Across the entries below, please work out how many lines contain the string "reconciler" and give only the number.

── Data to process ──

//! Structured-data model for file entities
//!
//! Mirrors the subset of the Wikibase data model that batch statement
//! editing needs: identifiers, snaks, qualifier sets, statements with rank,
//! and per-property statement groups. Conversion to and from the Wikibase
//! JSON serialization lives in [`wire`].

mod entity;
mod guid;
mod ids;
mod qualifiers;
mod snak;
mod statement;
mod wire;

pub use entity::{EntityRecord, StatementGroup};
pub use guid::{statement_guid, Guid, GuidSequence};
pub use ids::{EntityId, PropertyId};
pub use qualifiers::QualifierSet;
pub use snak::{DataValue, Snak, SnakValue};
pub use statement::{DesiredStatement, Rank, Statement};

───
── Data to process ──

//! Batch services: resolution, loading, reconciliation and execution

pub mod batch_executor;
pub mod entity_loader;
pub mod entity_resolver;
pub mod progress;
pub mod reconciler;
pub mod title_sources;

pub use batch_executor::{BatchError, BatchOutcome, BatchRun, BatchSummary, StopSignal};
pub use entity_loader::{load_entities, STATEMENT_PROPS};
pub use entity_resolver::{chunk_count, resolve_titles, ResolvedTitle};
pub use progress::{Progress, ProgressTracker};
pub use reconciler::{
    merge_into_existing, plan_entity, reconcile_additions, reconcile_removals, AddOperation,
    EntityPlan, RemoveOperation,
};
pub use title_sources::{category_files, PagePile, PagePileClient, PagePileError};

───

__Problem solution__
2